Паландора попросила бумаги и чернил и, когда с письмами было покончено, отнесла их на станцию.

— Вам срочно требуется их отправить? — спросили её.

— Нет. Вовсе нет. Как вам будет удобно, — ответила девушка. Ей не терпелось вернуться обратно в трактир.

До обеда они с Рэем смеялись и шутили, и беседовали о разных пустяках.

— Знаешь, в твоей компании минуты летят незаметно, — признался он. — Но мне, всё же, так жаль, что я оставил черновую смету в замке. Сейчас было бы самое время над ней поработать.

— Возможно, — ответила Паландора. — С другой стороны, что нам это даст? Если мы не отыщем бригаду, мы не сможем приступить к работе, и смета ничего не изменит. Знаешь, как я считаю? Если что-то не получается, значит, нужное время для этого ещё не пришло.

— Ну, так мне, хотя бы, не придётся скучать… — неуверенно ответил Рэй.

— Ах, я так и знала! — воскликнула Паландора, подскочив с кровати. — Ты скучаешь в моём обществе!

— Вовсе нет, Паландора. Без него я бы скучал куда больше. И, всё же, это так утомительно, оказаться прикованным к постели из-за сущего пустяка!

— Я так подумала, — сказала девушка, — нам совсем не обязательно оставаться в этой комнате весь день. Мы вполне можем прокатиться верхом. Я помогу тебе спуститься вниз и сесть на коня. Ведь он же у тебя смирный?

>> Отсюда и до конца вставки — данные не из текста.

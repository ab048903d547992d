//! DOM extraction for rendered post elements.
//!
//! Each accessor looks up a single field and returns `None` when the lookup
//! fails; [`extract_post`] applies the field default and the validity check.

use scraper::{ElementRef, Html, Selector};
use tracing::debug;
use url::Url;

use crate::numbers::{parse_count, parse_count_label};
use crate::record::{Backend, PostRecord};

/// Selector for one rendered post on the search page.
pub const POST_SELECTOR: &str = r#"article[data-testid="tweet"]"#;

/// Per-query context stamped onto every extracted record.
#[derive(Debug, Clone)]
pub struct ExtractContext {
    pub query: String,
    pub base_url: String,
    pub source: Backend,
}

impl ExtractContext {
    pub fn new(query: impl Into<String>) -> Self {
        Self {
            query: query.into(),
            base_url: "https://x.com".to_string(),
            source: Backend::Browser,
        }
    }

    pub fn with_base_url(mut self, base_url: &str) -> Self {
        self.base_url = base_url.trim_end_matches('/').to_string();
        self
    }
}

fn selector(css: &str) -> Option<Selector> {
    Selector::parse(css).ok()
}

fn first<'a>(root: &ElementRef<'a>, css: &str) -> Option<ElementRef<'a>> {
    let sel = selector(css)?;
    root.select(&sel).next()
}

fn element_text(el: &ElementRef<'_>) -> String {
    el.text().collect::<String>().trim().to_string()
}

/// Handle from the profile link under the author block, without the `@`.
pub fn author_handle(post: &ElementRef<'_>) -> Option<String> {
    let link = first(post, r#"[data-testid="User-Name"] a[href]"#)?;
    let href = link.value().attr("href")?;
    let handle = href
        .trim_end_matches('/')
        .rsplit('/')
        .next()?
        .trim_start_matches('@');
    if handle.is_empty() {
        None
    } else {
        Some(handle.to_string())
    }
}

pub fn display_name(post: &ElementRef<'_>) -> Option<String> {
    let sel = selector(r#"[data-testid="User-Name"] span"#)?;
    post.select(&sel)
        .map(|span| element_text(&span))
        .find(|text| !text.is_empty() && !text.starts_with('@'))
}

pub fn timestamp(post: &ElementRef<'_>) -> Option<String> {
    let time = first(post, "time[datetime]")?;
    let value = time.value().attr("datetime")?.trim();
    if value.is_empty() {
        None
    } else {
        Some(value.to_string())
    }
}

pub fn body_text(post: &ElementRef<'_>) -> Option<String> {
    first(post, r#"[data-testid="tweetText"]"#).map(|el| element_text(&el))
}

pub fn language(post: &ElementRef<'_>) -> Option<String> {
    let el = first(post, r#"[data-testid="tweetText"][lang]"#)?;
    el.value()
        .attr("lang")
        .filter(|lang| !lang.is_empty())
        .map(str::to_string)
}

pub fn first_image_url(post: &ElementRef<'_>) -> Option<String> {
    let sel = selector(r#"[data-testid="tweetPhoto"] img[src]"#)?;
    post.select(&sel)
        .filter_map(|img| img.value().attr("src"))
        .find(|src| !src.is_empty())
        .map(str::to_string)
}

/// Status link, absolutized against the context base URL.
pub fn permalink(post: &ElementRef<'_>, base_url: &str) -> Option<String> {
    let link = first(post, r#"a[href*="/status/"]"#)?;
    let href = link.value().attr("href")?;
    let base = Url::parse(base_url).ok()?;
    base.join(href).ok().map(|u| u.to_string())
}

/// Count shown on an action button. Falls back to the button's
/// accessibility label when no visible count is rendered.
fn button_count(post: &ElementRef<'_>, test_ids: &[&str]) -> Option<u64> {
    for id in test_ids {
        let Some(button) = first(post, &format!(r#"[data-testid="{}"]"#, id)) else {
            continue;
        };
        let visible = element_text(&button);
        if !visible.is_empty() {
            return Some(parse_count(&visible));
        }
        if let Some(label) = button.value().attr("aria-label") {
            return Some(parse_count_label(label));
        }
        return Some(0);
    }
    None
}

pub fn like_count(post: &ElementRef<'_>) -> Option<u64> {
    button_count(post, &["like", "unlike"])
}

pub fn retweet_count(post: &ElementRef<'_>) -> Option<u64> {
    button_count(post, &["retweet", "unretweet"])
}

pub fn reply_count(post: &ElementRef<'_>) -> Option<u64> {
    button_count(post, &["reply"])
}

/// Builds a record from one post's outer HTML. Returns `None` for items
/// without an author handle or timestamp (ads, partially rendered posts).
pub fn extract_post(html: &str, ctx: &ExtractContext) -> Option<PostRecord> {
    let fragment = Html::parse_fragment(html);
    let post_sel = selector(POST_SELECTOR)?;
    let root = fragment.root_element();
    let post = root.select(&post_sel).next().unwrap_or(root);

    let Some(username) = author_handle(&post) else {
        debug!("post has no author handle, skipping");
        return None;
    };
    let Some(date) = timestamp(&post) else {
        debug!(username = %username, "post has no timestamp, skipping");
        return None;
    };

    let display_name = display_name(&post).unwrap_or_else(|| {
        debug!(username = %username, "display name not found");
        String::new()
    });
    let text = body_text(&post).unwrap_or_else(|| {
        debug!(username = %username, "post text not found");
        String::new()
    });

    Some(PostRecord {
        id: None,
        url: permalink(&post, &ctx.base_url),
        username,
        display_name,
        date,
        text,
        image: first_image_url(&post),
        like_count: like_count(&post).unwrap_or(0),
        retweet_count: retweet_count(&post).unwrap_or(0),
        reply_count: reply_count(&post),
        quote_count: None,
        language: language(&post),
        hashtags: Vec::new(),
        user_verified: None,
        user_followers: None,
        author_id: None,
        query: ctx.query.clone(),
        source: ctx.source,
    })
}

/// Splits a page's HTML into post fragments. Used against saved pages;
/// the live browser reads each element's outer HTML directly.
pub fn post_fragments(page_html: &str) -> Vec<String> {
    let Some(sel) = selector(POST_SELECTOR) else {
        return Vec::new();
    };
    let doc = Html::parse_document(page_html);
    doc.select(&sel).map(|el| el.html()).collect()
}

#[cfg(test)]
mod tests {
    use super::*;

    const POST: &str = r#"
<article data-testid="tweet">
  <div data-testid="User-Name">
    <a href="/policywatch"><span>Policy Watch</span></a>
    <a href="/policywatch"><span>@policywatch</span></a>
    <a href="/policywatch/status/1871234567890123456"><time datetime="2025-03-04T12:30:00.000Z">Mar 4</time></a>
  </div>
  <div data-testid="tweetText" lang="en">Trade talks <span>resume</span></div>
  <div data-testid="tweetPhoto"><img src="https://pbs.example/media/a.jpg"></div>
  <button data-testid="reply" aria-label="12 Replies. Reply"></button>
  <button data-testid="retweet"><span>1,234</span></button>
  <button data-testid="like"><span>1.5K</span></button>
</article>"#;

    fn ctx() -> ExtractContext {
        ExtractContext::new("trade -is:retweet")
    }

    #[test]
    fn extracts_all_fields() {
        let record = extract_post(POST, &ctx()).unwrap();
        assert_eq!(record.id, None);
        assert_eq!(record.username, "policywatch");
        assert_eq!(record.display_name, "Policy Watch");
        assert_eq!(record.date, "2025-03-04T12:30:00.000Z");
        assert_eq!(record.text, "Trade talks resume");
        assert_eq!(record.language.as_deref(), Some("en"));
        assert_eq!(record.image.as_deref(), Some("https://pbs.example/media/a.jpg"));
        assert_eq!(
            record.url.as_deref(),
            Some("https://x.com/policywatch/status/1871234567890123456")
        );
        assert_eq!(record.like_count, 1500);
        assert_eq!(record.retweet_count, 1234);
        assert_eq!(record.reply_count, Some(12));
        assert_eq!(record.query, "trade -is:retweet");
        assert_eq!(record.source, Backend::Browser);
    }

    #[test]
    fn missing_optional_fields_use_defaults() {
        let html = r#"<article data-testid="tweet">
            <div data-testid="User-Name"><a href="/solo"></a></div>
            <time datetime="2025-01-01T00:00:00.000Z"></time>
        </article>"#;
        let record = extract_post(html, &ctx()).unwrap();
        assert_eq!(record.username, "solo");
        assert_eq!(record.display_name, "");
        assert_eq!(record.text, "");
        assert_eq!(record.image, None);
        assert_eq!(record.like_count, 0);
        assert_eq!(record.retweet_count, 0);
        assert_eq!(record.reply_count, None);
        assert_eq!(record.language, None);
    }

    #[test]
    fn missing_handle_or_timestamp_is_no_record() {
        let no_time = r#"<article data-testid="tweet">
            <div data-testid="User-Name"><a href="/ads"></a></div>
            <div data-testid="tweetText">Promoted</div>
        </article>"#;
        assert!(extract_post(no_time, &ctx()).is_none());

        let no_handle = r#"<article data-testid="tweet">
            <time datetime="2025-01-01T00:00:00.000Z"></time>
        </article>"#;
        assert!(extract_post(no_handle, &ctx()).is_none());
    }

    #[test]
    fn extraction_is_deterministic() {
        let a = serde_json::to_string(&extract_post(POST, &ctx()).unwrap()).unwrap();
        let b = serde_json::to_string(&extract_post(POST, &ctx()).unwrap()).unwrap();
        assert_eq!(a, b);
    }

    #[test]
    fn unlike_button_counts_as_likes() {
        let html = r#"<article data-testid="tweet">
            <div data-testid="User-Name"><a href="/a"></a></div>
            <time datetime="t"></time>
            <button data-testid="unlike" aria-label="2,001 Likes. Liked"></button>
        </article>"#;
        assert_eq!(extract_post(html, &ctx()).unwrap().like_count, 2001);
    }

    #[test]
    fn splits_page_into_posts() {
        let page = format!("<html><body><div>{}{}</div></body></html>", POST, POST);
        let fragments = post_fragments(&page);
        assert_eq!(fragments.len(), 2);
        assert!(extract_post(&fragments[0], &ctx()).is_some());
    }
}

Рэй кивнул. В отличие от Рэдмунда и Феруиз, которые носились верхом по округе во весь опор, он предпочитал неспешную езду и выезжал на пожилом, но пока ещё довольно крепком рысаке, флегматичном и даже в молодости не отличавшемся резвостью. Паландора сменила ему повязку и, опираясь на её руку, юноша добрался до конюшни, сопровождаемый заверениями в том, что ему не придётся спешиваться и, таким образом, его лодыжка не пострадает. Их серых лошадей, отдохнувших, свежевычищенных и так похожих друг на друга, вывели и оседлали, а хозяев заботливо подсадили в седло.

— Слишком удаляться не будем, — объявила Паландора, когда они двинулись шагом по просёлочной дороге.

— С другой стороны, — сказала она, — погода такая хорошая, а виды такие прекрасные, что я бы не отказалась ехать в этой неторопливой манере хоть на другой конец острова. Как ты думаешь, за сколько дней мы могли бы, не прерываясь на еду и сон, проехать по всему кольцу Королевской гранитной дороги и вернуться туда, откуда начали путь?

— За неделю, должно быть… — предположил Рэй.

— А не за две?

— Может, и за две, — согласился он. Это звучало, в самом деле, заманчиво, и Рэй пожалел, что такая идея не пришла ему в голову раньше. Теперь, когда его объявили наследником, у него образовалось куда меньше свободного времени, и если ещё несколько недель назад он вполне мог позволить себе подобное путешествие, то теперь он едва ли когда-нибудь удосужится прокатиться по острову.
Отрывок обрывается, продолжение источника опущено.